Prenatal exposure and fetal programming of schizophrenia

Abstract

Schizophrenia (SCZ) is a neurodevelopmental disorder, which results to cognitive dysfunction and memory decline. Maternal undernutrition during fetal development alters epigenomic programming, and this might result to SCZ in offspring later in life because of the disruption of fetal brain development and synaptogenesis. Maternal stress, exposure to teratogens and neurotoxic agent, hypoxia, and viral infection alters fetal neurodevelopmental mechanisms because of an increase in inflammatory proteins. Interleukin 8 and tumor necrosis factor released due to stress and infection increase the risk of offspring developing SCZ later in life. Having infections linked to Toxoplasma gondii, Chlamydia, and some pathogens seropositivity during pregnancy or the period preceding childbirth are high-risk factors for offspring to develop SCZ later in life. This review was conducted by extracting papers using key terms indicating Schizophrenia, fetal programming of neurodevelopmental disorders, maternal undernutrition, maternal immune activation, and genome-wide studies through PubMed, Science Direct, PsychINFO, Medline, Web of Science, and Google Scholar.
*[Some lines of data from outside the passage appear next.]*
//! Money leak detectors
//!
//! Each detector encodes one heuristic about wasteful or exploitative money
//! flows and turns the normalized table into zero or more [`Leak`]s:
//! - Airtime drains: many small telecom top-ups
//! - Fee leakage: service and cash-out fees
//! - Informal loan ratios: heavy person-to-person transfer volume
//! - Subscription traps: unchanged recurring charges over 3+ months
//! - VAS charges: premium SMS, content and in-app charges
//! - Debit orders: large or numerous debit orders
//! - Weekend spending: weekend daily spend far above weekdays
//! - Mailbox effect: large credits withdrawn almost immediately
//!
//! Detectors are pure functions of a [`DetectionContext`]. They never fail;
//! insufficient evidence is simply an empty result.

pub mod airtime;
pub mod debit_orders;
pub mod fees;
pub mod informal_loans;
pub mod mailbox;
pub mod subscription_traps;
pub mod vas_charges;
pub mod weekend_spending;

use std::collections::HashMap;

use chrono::{DateTime, SecondsFormat, Utc};
use serde_json::{json, Value};

use crate::config::EngineConfig;
use crate::models::{Leak, NormalizedTransaction};

pub use airtime::AirtimeDrainDetector;
pub use debit_orders::DebitOrderDetector;
pub use fees::FeeLeakageDetector;
pub use informal_loans::InformalLoanDetector;
pub use mailbox::MailboxEffectDetector;
pub use subscription_traps::SubscriptionTrapDetector;
pub use vas_charges::VasChargeDetector;
pub use weekend_spending::WeekendSpendingDetector;

/// Keywords identifying mobile network operator activity
pub const TELECOM_KEYWORDS: &[&str] = &[
    "airtime", "data", "bundle", "vodacom", "mtn", "cell c", "telkom", "prepaid",
];

/// Everything a detector may look at during one analysis run
pub struct DetectionContext<'a> {
    /// Immutable snapshot shared by every detector
    pub transactions: &'a [NormalizedTransaction],
    /// Reference instant that trailing windows are measured from
    pub now: DateTime<Utc>,
    pub config: &'a EngineConfig,
}

impl<'a> DetectionContext<'a> {
    pub fn new(
        transactions: &'a [NormalizedTransaction],
        now: DateTime<Utc>,
        config: &'a EngineConfig,
    ) -> Self {
        Self {
            transactions,
            now,
            config,
        }
    }

    /// Start of the trailing "recent" window
    pub fn window_start(&self) -> DateTime<Utc> {
        self.now
            .checked_sub_signed(self.config.recent_window())
            .unwrap_or(DateTime::<Utc>::MIN_UTC)
    }

    /// Whether a row falls in the recent window (unknown times never do)
    pub fn is_recent(&self, tx: &NormalizedTransaction) -> bool {
        tx.timestamp.is_some_and(|ts| ts >= self.window_start())
    }

    /// Debit rows with a positive amount
    pub fn debits(&self) -> impl Iterator<Item = &'a NormalizedTransaction> {
        self.transactions
            .iter()
            .filter(|tx| tx.is_debit() && tx.abs_amount > 0.0)
    }
}

/// A money leak heuristic
pub trait Detector: Send + Sync {
    /// Detector name reported on each leak (e.g. "AirtimeDrains")
    fn name(&self) -> &'static str;

    /// Analyze the table and produce leaks
    fn detect(&self, ctx: &DetectionContext<'_>) -> Vec<Leak>;
}

/// The built-in detectors in report order
pub fn builtin_detectors() -> Vec<Box<dyn Detector>> {
    vec![
        Box::new(AirtimeDrainDetector),
        Box::new(FeeLeakageDetector),
        Box::new(InformalLoanDetector),
        Box::new(SubscriptionTrapDetector),
        Box::new(VasChargeDetector),
        Box::new(DebitOrderDetector),
        Box::new(WeekendSpendingDetector),
        Box::new(MailboxEffectDetector),
    ]
}

/// Case-insensitive substring match (text is already lower-cased)
pub fn contains_any(text: &str, keywords: &[&str]) -> bool {
    keywords.iter().any(|k| text.contains(k))
}

/// Stable sort by timestamp with unknown times last
pub fn sort_by_time<'t>(rows: &mut [&'t NormalizedTransaction]) {
    rows.sort_by(|a, b| match (a.timestamp, b.timestamp) {
        (Some(x), Some(y)) => x.cmp(&y),
        (Some(_), None) => std::cmp::Ordering::Less,
        (None, Some(_)) => std::cmp::Ordering::Greater,
        (None, None) => std::cmp::Ordering::Equal,
    });
}

/// Id of the most recent row (later table position wins ties)
pub fn latest_id(rows: &[&NormalizedTransaction]) -> Option<String> {
    let mut sorted = rows.to_vec();
    sort_by_time(&mut sorted);
    sorted
        .iter()
        .rev()
        .find(|tx| tx.timestamp.is_some())
        .map(|tx| tx.id.clone())
}

pub fn sum_abs(rows: &[&NormalizedTransaction]) -> f64 {
    rows.iter().map(|tx| tx.abs_amount).sum()
}

pub fn format_time(ts: Option<DateTime<Utc>>) -> Value {
    match ts {
        Some(ts) => Value::String(ts.to_rfc3339_opts(SecondsFormat::Secs, true)),
        None => Value::Null,
    }
}

/// The last `limit` rows in time order, as evidence samples
pub fn sample(rows: &[&NormalizedTransaction], limit: usize) -> Value {
    let mut sorted = rows.to_vec();
    sort_by_time(&mut sorted);
    let skip = sorted.len().saturating_sub(limit);
    Value::Array(
        sorted
            .iter()
            .skip(skip)
            .map(|tx| {
                json!({
                    "id": tx.id,
                    "timestamp": format_time(tx.timestamp),
                    "abs_amount": tx.abs_amount,
                    "description": tx.description,
                    "merchant": tx.merchant,
                    "counterparty": tx.counterparty,
                })
            })
            .collect(),
    )
}

/// Merchants ranked by summed amount, highest first (name breaks ties)
pub fn top_merchants(rows: &[&NormalizedTransaction]) -> Vec<(String, f64)> {
    let mut totals: HashMap<&str, f64> = HashMap::new();
    for tx in rows {
        *totals.entry(tx.merchant.as_str()).or_default() += tx.abs_amount;
    }

    let mut ranked: Vec<(String, f64)> = totals
        .into_iter()
        .map(|(merchant, total)| (merchant.to_string(), total))
        .collect();
    ranked.sort_by(|a, b| b.1.total_cmp(&a.1).then_with(|| a.0.cmp(&b.0)));
    ranked
}

/// Top merchants as an evidence object
pub fn top_merchants_evidence(ranked: &[(String, f64)], limit: usize) -> Value {
    let map: serde_json::Map<String, Value> = ranked
        .iter()
        .take(limit)
        .map(|(merchant, total)| (merchant.clone(), json!(total)))
        .collect();
    Value::Object(map)
}

pub fn round_to(value: f64, places: i32) -> f64 {
    let factor = 10f64.powi(places);
    (value * factor).round() / factor
}
//! Spending profile and spending trend
//!
//! A heuristic profile of the whole table: how large transactions are, how
//! often they happen, and how much happens on weekends. With enough history
//! the month-over-month volume trend is added as a forward-looking signal.

use std::collections::BTreeMap;

use chrono::Datelike;
use serde::{Deserialize, Serialize};

use crate::detect::round_to;
use crate::models::NormalizedTransaction;

const MIN_PROFILE_ROWS: usize = 5;
const MIN_TREND_ROWS: usize = 10;
const MIN_TREND_MONTHS: usize = 3;
/// Monthly volume growth above which spending counts as increasing
const INCREASING_TREND: f64 = 50.0;
const TREND_CONFIDENCE: f64 = 0.7;

#[derive(Debug, Clone, Copy, PartialEq, Eq, Serialize, Deserialize)]
#[serde(rename_all = "snake_case")]
pub enum ProfileKind {
    FrequentSmallSpender,
    HighValueSpender,
    InfrequentSpender,
    ModerateSpender,
}

impl ProfileKind {
    pub fn cluster_id(&self) -> u8 {
        match self {
            Self::FrequentSmallSpender => 0,
            Self::HighValueSpender => 1,
            Self::InfrequentSpender => 2,
            Self::ModerateSpender => 3,
        }
    }

    pub fn as_str(&self) -> &'static str {
        match self {
            Self::FrequentSmallSpender => "frequent_small_spender",
            Self::HighValueSpender => "high_value_spender",
            Self::InfrequentSpender => "infrequent_spender",
            Self::ModerateSpender => "moderate_spender",
        }
    }

    fn classify(avg_amount: f64, per_day: f64) -> Self {
        if avg_amount < 50.0 && per_day > 5.0 {
            Self::FrequentSmallSpender
        } else if avg_amount > 500.0 {
            Self::HighValueSpender
        } else if per_day < 1.0 {
            Self::InfrequentSpender
        } else {
            Self::ModerateSpender
        }
    }
}

/// Forward-looking signal derived from monthly volume
#[derive(Debug, Clone, PartialEq, Serialize, Deserialize)]
pub struct SpendingTrend {
    #[serde(rename = "type")]
    pub kind: String,
    pub description: String,
    pub confidence: f64,
    /// Average change in monthly volume between the first and last month
    pub monthly_change: f64,
}

#[derive(Debug, Clone, PartialEq, Serialize, Deserialize)]
pub struct SpendingProfile {
    pub profile: ProfileKind,
    pub cluster_id: u8,
    pub avg_transaction_amount: f64,
    pub transactions_per_day: f64,
    /// Share of dated rows that fall on a weekend
    pub weekend_ratio: f64,
    pub trend: Option<SpendingTrend>,
}

/// Profile the table; `None` without enough rows or without any timestamp
pub fn spending_profile(table: &[NormalizedTransaction]) -> Option<SpendingProfile> {
    if table.len() < MIN_PROFILE_ROWS {
        return None;
    }

    let first = table.iter().filter_map(|tx| tx.timestamp).min()?;
    let last = table.iter().filter_map(|tx| tx.timestamp).max()?;

    let avg_amount = table.iter().map(|tx| tx.abs_amount).sum::<f64>() / table.len() as f64;
    let span_days = (last - first).num_days().max(1);
    let per_day = table.len() as f64 / span_days as f64;

    let (weekend, dated) = table
        .iter()
        .filter_map(|tx| tx.is_weekend())
        .fold((0usize, 0usize), |(weekend, dated), is_weekend| {
            (weekend + usize::from(is_weekend), dated + 1)
        });
    let weekend_ratio = weekend as f64 / dated.max(1) as f64;

    let profile = ProfileKind::classify(avg_amount, per_day);
    Some(SpendingProfile {
        profile,
        cluster_id: profile.cluster_id(),
        avg_transaction_amount: round_to(avg_amount, 2),
        transactions_per_day: round_to(per_day, 2),
        weekend_ratio: round_to(weekend_ratio, 2),
        trend: spending_trend(table),
    })
}

/// Increasing-spending signal from per-calendar-month absolute volume
pub fn spending_trend(table: &[NormalizedTransaction]) -> Option<SpendingTrend> {
    if table.len() < MIN_TREND_ROWS {
        return None;
    }

    let mut monthly: BTreeMap<(i32, u32), f64> = BTreeMap::new();
    for tx in table {
        if let Some(ts) = tx.timestamp {
            *monthly.entry((ts.year(), ts.month())).or_default() += tx.abs_amount;
        }
    }
    if monthly.len() < MIN_TREND_MONTHS {
        return None;
    }

    let first = *monthly.values().next()?;
    let last = *monthly.values().next_back()?;
    let change = (last - first) / monthly.len() as f64;
    if change <= INCREASING_TREND {
        return None;
    }

    Some(SpendingTrend {
        kind: "increasing_spending".to_string(),
        description: "Your spending is trending upward".to_string(),
        confidence: TREND_CONFIDENCE,
        monthly_change: round_to(change, 2),
    })
}

#[cfg(test)]
mod tests {
    use super::*;
    use crate::detect::test_support::*;

    fn daily(n: i64, amount: f64) -> Vec<NormalizedTransaction> {
        (0..n)
            .map(|i| debit(&format!("t{}", i), amount, "shop", days_ago(i)))
            .collect()
    }

    #[test]
    fn test_needs_rows_and_time() {
        assert!(spending_profile(&daily(4, 10.0)).is_none());

        let undated: Vec<_> = (0..6)
            .map(|i| debit(&format!("u{}", i), 10.0, "shop", None))
            .collect();
        assert!(spending_profile(&undated).is_none());
    }

    #[test]
    fn test_frequent_small_spender() {
        // 12 rows over a two-day span
        let rows: Vec<_> = (0..12)
            .map(|i| debit(&format!("t{}", i), 20.0, "taxi", days_ago(i % 3)))
            .collect();

        let profile = spending_profile(&rows).unwrap();
        assert_eq!(profile.profile, ProfileKind::FrequentSmallSpender);
        assert_eq!(profile.cluster_id, 0);
        assert_eq!(profile.avg_transaction_amount, 20.0);
        assert_eq!(profile.transactions_per_day, 6.0);
    }

    #[test]
    fn test_high_value_and_infrequent() {
        let big = spending_profile(&daily(5, 800.0)).unwrap();
        assert_eq!(big.profile, ProfileKind::HighValueSpender);

        let sparse: Vec<_> = (0..5)
            .map(|i| debit(&format!("t{}", i), 100.0, "shop", days_ago(i * 10)))
            .collect();
        let profile = spending_profile(&sparse).unwrap();
        assert_eq!(profile.profile, ProfileKind::InfrequentSpender);
        assert_eq!(profile.cluster_id, 2);
    }

    #[test]
    fn test_moderate_spender_and_weekend_ratio() {
        // now() is a Sunday: 0 and 1 days ago are Sunday and Saturday
        let rows = daily(7, 100.0);
        let profile = spending_profile(&rows).unwrap();
        assert_eq!(profile.profile, ProfileKind::ModerateSpender);
        assert_eq!(profile.weekend_ratio, 0.29);
        assert!(profile.trend.is_none());
    }

    #[test]
    fn test_increasing_trend() {
        // 2026-07, 2026-08, 2026-09, 2026-10 with growing volume
        let mut rows = Vec::new();
        for (days, amount) in [(100, 50.0), (70, 100.0), (40, 150.0), (10, 300.0)] {
            for i in 0..3 {
                rows.push(debit(&format!("m{}-{}", days, i), amount, "shop", days_ago(days + i)));
            }
        }

        let trend = spending_trend(&rows).unwrap();
        assert_eq!(trend.kind, "increasing_spending");
        assert_eq!(trend.confidence, 0.7);
        // (900 - 150) / 4
        assert_eq!(trend.monthly_change, 187.5);
        assert!(spending_profile(&rows).unwrap().trend.is_some());
    }

    #[test]
    fn test_flat_trend_is_none() {
        let rows: Vec<_> = (0..12)
            .map(|i| debit(&format!("t{}", i), 100.0, "shop", days_ago(i * 10)))
            .collect();
        assert!(spending_trend(&rows).is_none());
        assert!(spending_trend(&rows[..9]).is_none());
    }
}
Maternal Stress was found to induce hypermethylation resulting to poor expression of reelin, which causes a reduction in GABAergic neurons in animal models. In vivo animal experimentation indicated that poor maternal care, unfavorable environmental factors, and conditions produce aberrant deoxyribonucleic acid methylation patterns at various gene loci in the medial prefrontal cortex of the brain, thus altering and modifying the network of genes involved in mental activities. However, the epigenomic mechanisms behind the fetal programming of SCZ have not been fully understood; more facts could be unraveled in the future.